Write the records out once more, exactly as they appear below.

Stored data:
####

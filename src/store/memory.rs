//! In-process document store. Used by tests and the `memory` backend.

use super::{finish_find, new_id, CollectionSchema, Entity, Record, Store, StoreQuery, ID_FIELD};
use crate::error::StoreError;
use crate::query::{compare_json, FieldPath, Predicate};
use async_trait::async_trait;
use serde_json::{Map, Value};
use std::cmp::Ordering;
use std::collections::HashMap;
use std::sync::RwLock;

/// Documents in insertion order, each stored with its `_id` field.
type Collection = Vec<Map<String, Value>>;

pub struct MemoryStore {
    schemas: HashMap<String, CollectionSchema>,
    data: RwLock<HashMap<String, Collection>>,
}

impl MemoryStore {
    pub fn new(schemas: Vec<CollectionSchema>) -> Self {
        let data = schemas.iter().map(|s| (s.name.clone(), Vec::new())).collect();
        MemoryStore {
            schemas: schemas.into_iter().map(|s| (s.name.clone(), s)).collect(),
            data: RwLock::new(data),
        }
    }

    fn read(&self) -> std::sync::RwLockReadGuard<'_, HashMap<String, Collection>> {
        self.data.read().unwrap_or_else(|poisoned| poisoned.into_inner())
    }

    fn write(&self) -> std::sync::RwLockWriteGuard<'_, HashMap<String, Collection>> {
        self.data.write().unwrap_or_else(|poisoned| poisoned.into_inner())
    }

    fn matching(&self, collection: &str, filter: Option<&Predicate>) -> Result<Vec<Map<String, Value>>, StoreError> {
        let data = self.read();
        let docs = data
            .get(collection)
            .ok_or_else(|| StoreError::UnknownCollection(collection.to_string()))?;
        Ok(docs
            .iter()
            .filter(|d| filter.map(|p| p.matches(d)).unwrap_or(true))
            .cloned()
            .collect())
    }
}

fn equal(a: &Value, b: &Value) -> bool {
    compare_json(a, b) == Ordering::Equal
}

#[async_trait]
impl Store for MemoryStore {
    fn schema(&self, collection: &str) -> Result<&CollectionSchema, StoreError> {
        self.schemas
            .get(collection)
            .ok_or_else(|| StoreError::UnknownCollection(collection.to_string()))
    }

    async fn find(&self, query: &StoreQuery) -> Result<Vec<Entity>, StoreError> {
        self.schema(&query.collection)?.check_query(query)?;
        let mut docs = self.matching(&query.collection, query.filter.as_ref())?;
        let keys = query.effective_sort();
        if !keys.is_empty() {
            docs.sort_by(|a, b| {
                for key in &keys {
                    let l = key.field.lookup(a).unwrap_or(&Value::Null);
                    let r = key.field.lookup(b).unwrap_or(&Value::Null);
                    let o = compare_json(l, r);
                    let o = if key.descending { o.reverse() } else { o };
                    if o != Ordering::Equal {
                        return o;
                    }
                }
                Ordering::Equal
            });
        }
        let skip = query.skip.unwrap_or(0) as usize;
        let limit = query.limit.map(|n| n as usize).unwrap_or(usize::MAX);
        let docs: Vec<_> = docs.into_iter().skip(skip).take(limit).collect();
        finish_find(self, query, docs).await
    }

    async fn count(&self, query: &StoreQuery) -> Result<u64, StoreError> {
        self.schema(&query.collection)?.check_query(query)?;
        Ok(self.matching(&query.collection, query.filter.as_ref())?.len() as u64)
    }

    async fn distinct(&self, collection: &str, field: &FieldPath, filter: Option<&Predicate>) -> Result<Vec<Value>, StoreError> {
        let schema = self.schema(collection)?;
        schema.check_field(field)?;
        if let Some(p) = filter {
            for f in p.fields() {
                schema.check_field(f)?;
            }
        }
        let mut out: Vec<Value> = Vec::new();
        for doc in self.matching(collection, filter)? {
            if let Some(v) = field.lookup(&doc) {
                if !out.iter().any(|seen| equal(seen, v)) {
                    out.push(v.clone());
                }
            }
        }
        out.sort_by(compare_json);
        Ok(out)
    }

    async fn find_by_ids(&self, collection: &str, ids: &[String]) -> Result<Vec<Map<String, Value>>, StoreError> {
        let data = self.read();
        let docs = data
            .get(collection)
            .ok_or_else(|| StoreError::UnknownCollection(collection.to_string()))?;
        Ok(docs
            .iter()
            .filter(|d| matches!(d.get(ID_FIELD), Some(Value::String(id)) if ids.contains(id)))
            .cloned()
            .collect())
    }

    async fn save(&self, record: &mut Record) -> Result<(), StoreError> {
        let schema = self.schema(&record.collection)?;
        let mut data = self.write();
        let docs = data
            .get_mut(&record.collection)
            .ok_or_else(|| StoreError::UnknownCollection(record.collection.clone()))?;
        let own_id = record.id.clone();
        for field in &schema.unique {
            let Some(value) = record.fields.get(field).filter(|v| !v.is_null()) else { continue };
            let taken = docs.iter().any(|d| {
                let other_id = d.get(ID_FIELD).and_then(Value::as_str);
                other_id != own_id.as_deref() && d.get(field).map(|v| equal(v, value)).unwrap_or(false)
            });
            if taken {
                return Err(StoreError::Conflict(field.clone()));
            }
        }
        match &record.id {
            None => {
                let id = new_id();
                let mut doc = record.fields.clone();
                doc.insert(ID_FIELD.to_string(), Value::String(id.clone()));
                docs.push(doc);
                record.id = Some(id);
            }
            Some(id) => {
                let slot = docs
                    .iter_mut()
                    .find(|d| d.get(ID_FIELD).and_then(Value::as_str) == Some(id.as_str()))
                    .ok_or_else(|| StoreError::NotFound(id.clone()))?;
                let mut doc = record.fields.clone();
                doc.insert(ID_FIELD.to_string(), Value::String(id.clone()));
                *slot = doc;
            }
        }
        Ok(())
    }

    async fn remove(&self, record: &Record) -> Result<(), StoreError> {
        let id = record.id.as_deref().ok_or(StoreError::NotNative)?;
        let mut data = self.write();
        let docs = data
            .get_mut(&record.collection)
            .ok_or_else(|| StoreError::UnknownCollection(record.collection.clone()))?;
        let before = docs.len();
        docs.retain(|d| d.get(ID_FIELD).and_then(Value::as_str) != Some(id));
        if docs.len() == before {
            return Err(StoreError::NotFound(id.to_string()));
        }
        Ok(())
    }
}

####

_WRITTEN SOLUTION_:
filename src/store/memory.rs
//! In-process document store. Used by tests and the `memory` backend.

use super::{finish_find, new_id, CollectionSchema, Entity, Record, Store, StoreQuery, ID_FIELD};
use crate::error::StoreError;
use crate::query::{compare_json, FieldPath, Predicate};
use async_trait::async_trait;
use serde_json::{Map, Value};
use std::cmp::Ordering;
use std::collections::HashMap;
use std::sync::RwLock;

/// Documents in insertion order, each stored with its `_id` field.
type Collection = Vec<Map<String, Value>>;

pub struct MemoryStore {
    schemas: HashMap<String, CollectionSchema>,
    data: RwLock<HashMap<String, Collection>>,
}

impl MemoryStore {
    pub fn new(schemas: Vec<CollectionSchema>) -> Self {
        let data = schemas.iter().map(|s| (s.name.clone(), Vec::new())).collect();
        MemoryStore {
            schemas: schemas.into_iter().map(|s| (s.name.clone(), s)).collect(),
            data: RwLock::new(data),
        }
    }

    fn read(&self) -> std::sync::RwLockReadGuard<'_, HashMap<String, Collection>> {
        self.data.read().unwrap_or_else(|poisoned| poisoned.into_inner())
    }

    fn write(&self) -> std::sync::RwLockWriteGuard<'_, HashMap<String, Collection>> {
        self.data.write().unwrap_or_else(|poisoned| poisoned.into_inner())
    }

    fn matching(&self, collection: &str, filter: Option<&Predicate>) -> Result<Vec<Map<String, Value>>, StoreError> {
        let data = self.read();
        let docs = data
            .get(collection)
            .ok_or_else(|| StoreError::UnknownCollection(collection.to_string()))?;
        Ok(docs
            .iter()
            .filter(|d| filter.map(|p| p.matches(d)).unwrap_or(true))
            .cloned()
            .collect())
    }
}

fn equal(a: &Value, b: &Value) -> bool {
    compare_json(a, b) == Ordering::Equal
}

#[async_trait]
impl Store for MemoryStore {
    fn schema(&self, collection: &str) -> Result<&CollectionSchema, StoreError> {
        self.schemas
            .get(collection)
            .ok_or_else(|| StoreError::UnknownCollection(collection.to_string()))
    }

    async fn find(&self, query: &StoreQuery) -> Result<Vec<Entity>, StoreError> {
        self.schema(&query.collection)?.check_query(query)?;
        let mut docs = self.matching(&query.collection, query.filter.as_ref())?;
        let keys = query.effective_sort();
        if !keys.is_empty() {
            docs.sort_by(|a, b| {
                for key in &keys {
                    let l = key.field.lookup(a).unwrap_or(&Value::Null);
                    let r = key.field.lookup(b).unwrap_or(&Value::Null);
                    let o = compare_json(l, r);
                    let o = if key.descending { o.reverse() } else { o };
                    if o != Ordering::Equal {
                        return o;
                    }
                }
                Ordering::Equal
            });
        }
        let skip = query.skip.unwrap_or(0) as usize;
        let limit = query.limit.map(|n| n as usize).unwrap_or(usize::MAX);
        let docs: Vec<_> = docs.into_iter().skip(skip).take(limit).collect();
        finish_find(self, query, docs).await
    }

    async fn count(&self, query: &StoreQuery) -> Result<u64, StoreError> {
        self.schema(&query.collection)?.check_query(query)?;
        Ok(self.matching(&query.collection, query.filter.as_ref())?.len() as u64)
    }

    async fn distinct(&self, collection: &str, field: &FieldPath, filter: Option<&Predicate>) -> Result<Vec<Value>, StoreError> {
        let schema = self.schema(collection)?;
        schema.check_field(field)?;
        if let Some(p) = filter {
            for f in p.fields() {
                schema.check_field(f)?;
            }
        }
        let mut out: Vec<Value> = Vec::new();
        for doc in self.matching(collection, filter)? {
            if let Some(v) = field.lookup(&doc) {
                if !out.iter().any(|seen| equal(seen, v)) {
                    out.push(v.clone());
                }
            }
        }
        out.sort_by(compare_json);
        Ok(out)
    }

    async fn find_by_ids(&self, collection: &str, ids: &[String]) -> Result<Vec<Map<String, Value>>, StoreError> {
        let data = self.read();
        let docs = data
            .get(collection)
            .ok_or_else(|| StoreError::UnknownCollection(collection.to_string()))?;
        Ok(docs
            .iter()
            .filter(|d| matches!(d.get(ID_FIELD), Some(Value::String(id)) if ids.contains(id)))
            .cloned()
            .collect())
    }

    async fn save(&self, record: &mut Record) -> Result<(), StoreError> {
        let schema = self.schema(&record.collection)?;
        let mut data = self.write();
        let docs = data
            .get_mut(&record.collection)
            .ok_or_else(|| StoreError::UnknownCollection(record.collection.clone()))?;
        let own_id = record.id.clone();
        for field in &schema.unique {
            let Some(value) = record.fields.get(field).filter(|v| !v.is_null()) else { continue };
            let taken = docs.iter().any(|d| {
                let other_id = d.get(ID_FIELD).and_then(Value::as_str);
                other_id != own_id.as_deref() && d.get(field).map(|v| equal(v, value)).unwrap_or(false)
            });
            if taken {
                return Err(StoreError::Conflict(field.clone()));
            }
        }
        match &record.id {
            None => {
                let id = new_id();
                let mut doc = record.fields.clone();
                doc.insert(ID_FIELD.to_string(), Value::String(id.clone()));
                docs.push(doc);
                record.id = Some(id);
            }
            Some(id) => {
                let slot = docs
                    .iter_mut()
                    .find(|d| d.get(ID_FIELD).and_then(Value::as_str) == Some(id.as_str()))
                    .ok_or_else(|| StoreError::NotFound(id.clone()))?;
                let mut doc = record.fields.clone();
                doc.insert(ID_FIELD.to_string(), Value::String(id.clone()));
                *slot = doc;
            }
        }
        Ok(())
    }

    async fn remove(&self, record: &Record) -> Result<(), StoreError> {
        let id = record.id.as_deref().ok_or(StoreError::NotNative)?;
        let mut data = self.write();
        let docs = data
            .get_mut(&record.collection)
            .ok_or_else(|| StoreError::UnknownCollection(record.collection.clone()))?;
        let before = docs.len();
        docs.retain(|d| d.get(ID_FIELD).and_then(Value::as_str) != Some(id));
        if docs.len() == before {
            return Err(StoreError::NotFound(id.to_string()));
        }
        Ok(())
    }
}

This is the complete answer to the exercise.